Thursday, 26 April 2007

Procrastination


I have nothing profound to say about procrastination. Indeed. I can only say that I'm under the influence of this drug right now. As I write this blog, I should in fact be writing a 25% essay, alas I choose not to. It is most curious that I am in fact aware -perfectly well- of what I am doing. I am aware of the consequences, as am I aware of the long-term implications on my life. None-the-less, I will persist until I have no option but to focus.

In a film lecture today, we had talks on transgression and european art cinema. It was very eye opening really. The boundaries that we set ourselves are completely understandable, yet completely ludicrous. The taboos that we perpetuate everyday, and the prejudices that we harbour are indeed shameful. Is it only up to the individual then to be transgressive, even if it does mean that he/she becomes a social outcast. We all know that there is no joy in being an outcast. At some point during the outcast scenario, one starts to wonder whether his (or her) ideals are greater than his (or her) happiness. Assuming of course that societal acceptance begets happiness, which in most cases it does not.

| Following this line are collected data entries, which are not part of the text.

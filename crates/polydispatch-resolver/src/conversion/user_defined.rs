//! User-defined conversions.
//!
//! At most one programmer-declared operator is applied per conversion. A free
//! reference widening may precede it (the source widens to the operator's
//! declared input) and another may follow it (the operator's output widens to
//! the target).

use polydispatch_core::{ConversionDecl, ConversionError, TypeHash, TypeLookup};

use super::{Conversion, ConversionKind};

/// Find a user-declared conversion from `source` to `target`.
///
/// With `implicit` set only implicit operators are considered; otherwise
/// only explicit ones. Among applicable operators the one needing the fewest
/// widening steps wins; a tie is ambiguous.
pub fn find_user_conversion<L: TypeLookup + ?Sized>(
    source: TypeHash,
    target: TypeHash,
    lookup: &L,
    implicit: bool,
) -> Result<Option<Conversion>, ConversionError> {
    let mut best: Vec<(u32, ConversionDecl)> = Vec::new();

    for (origin, pre_widened) in input_types(source, lookup) {
        for decl in lookup.conversions_from(origin) {
            if decl.implicit != implicit {
                continue;
            }
            let post_widened = if decl.to == target {
                false
            } else if lookup.is_reference_assignable(decl.to, target) {
                true
            } else {
                continue;
            };

            let steps = u32::from(pre_widened) + u32::from(post_widened);
            match best.first() {
                Some(&(current, _)) if steps > current => {}
                Some(&(current, _)) if steps == current => best.push((steps, decl)),
                _ => best = vec![(steps, decl)],
            }
        }
    }

    match best.as_slice() {
        [] => Ok(None),
        [(steps, decl)] => Ok(Some(user_conversion(decl, *steps, implicit))),
        tied => Err(ConversionError::AmbiguousUserConversion {
            from: lookup.type_name(source),
            to: lookup.type_name(target),
            candidates: tied
                .iter()
                .map(|(_, decl)| describe(decl, lookup))
                .collect(),
        }),
    }
}

/// Types whose operators may apply to `source`, flagged when reaching them
/// needs a widening step. Value types only use their own operators.
fn input_types<L: TypeLookup + ?Sized>(source: TypeHash, lookup: &L) -> Vec<(TypeHash, bool)> {
    let mut inputs = vec![(source, false)];
    if lookup.is_value_type(source) {
        return inputs;
    }
    inputs.extend(lookup.ancestors(source).into_iter().map(|h| (h, true)));
    inputs.extend(lookup.interfaces_of(source).into_iter().map(|h| (h, true)));
    inputs
}

fn user_conversion(decl: &ConversionDecl, steps: u32, implicit: bool) -> Conversion {
    let kind = ConversionKind::UserDefined {
        operator: decl.member_hash(),
        from: decl.from,
        to: decl.to,
    };
    if implicit {
        Conversion {
            kind,
            cost: Conversion::COST_USER_IMPLICIT + steps,
            is_implicit: true,
        }
    } else {
        Conversion {
            kind,
            cost: Conversion::COST_EXPLICIT_ONLY,
            is_implicit: false,
        }
    }
}

fn describe<L: TypeLookup + ?Sized>(decl: &ConversionDecl, lookup: &L) -> String {
    let op = if decl.implicit { "implicit" } else { "explicit" };
    format!(
        "{}.{op}({} -> {})",
        lookup.type_name(decl.declaring),
        lookup.type_name(decl.from),
        lookup.type_name(decl.to)
    )
}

Here's a copy of the Transgressive Manifesto, if anyone whoever stumbles here is ever interseted:

We who have violated the laws, commands and duties of the avant-garde; i.e. to bore, tranquilize and obfuscate through a fluke process dictated by practical convenience stand guilty as charged. We openly renounce and reject the entrenched academic snobbery which erected a monument to laziness known as structuralism and proceeded to lock out those filmmakers who possesed the vision to see through this charade.
We refuse to take their easy approach to cinematic creativity; an approach which ruined the underground of the sixties when the scourge of the film school took over. Legitimising every mindless manifestation of sloppy movie making undertaken by a generation of misled film students, the dreary media arts centres and geriatic cinema critics have totally ignored the exhilarating accomplishments of those in our rank - such underground invisibles as Zedd, Kern, Turner, Klemann, DeLanda, Eros and Mare, and DirectArt Ltd, a new generation of filmmakers daring to rip out of the stifling straight jackets of film theory in a direct attack on every value system known to man.
We propose that all film schools be blown up and all boring films never be made again. We propose that a sense of humour is an essential element discarded by the doddering academics and further, that any film which doesn't shock isn't worth looking at. All values must be challenged. Nothing is sacred. Everything must be questioned and reassessed in order to free our minds from the faith of tradition.Intellectual growth demands that risks be taken and changes occur in political, sexual and aesthetic alignments no matter who disapproves. We propose to go beyond all limits set or prescribed by taste, morality or any other traditional value system shackling the minds of men. We pass beyond and go over boundaries of millimeters, screens and projectors to a state of expanded cinema.
We violate the command and law that we bore audiences to death in rituals of circumlocution and propose to break all the taboos of our age by sinning as much as possible. There will be blood, shame, pain and ecstasy, the likes of which no one has yet imagined. None shall emerge unscathed. Since there is no afterlife, the only hell is the hell of praying, obeying laws, and debasing yourself before authority figures, the only heaven is the heaven of sin, being rebellious, having fun, fucking, learning new things and breaking as many rules as you can. This act of courage is known as transgression. We propose transformation through transgression - to convert, transfigure and transmute into a higher plane of existence in order to approach freedom in a world full of unknowing slaves.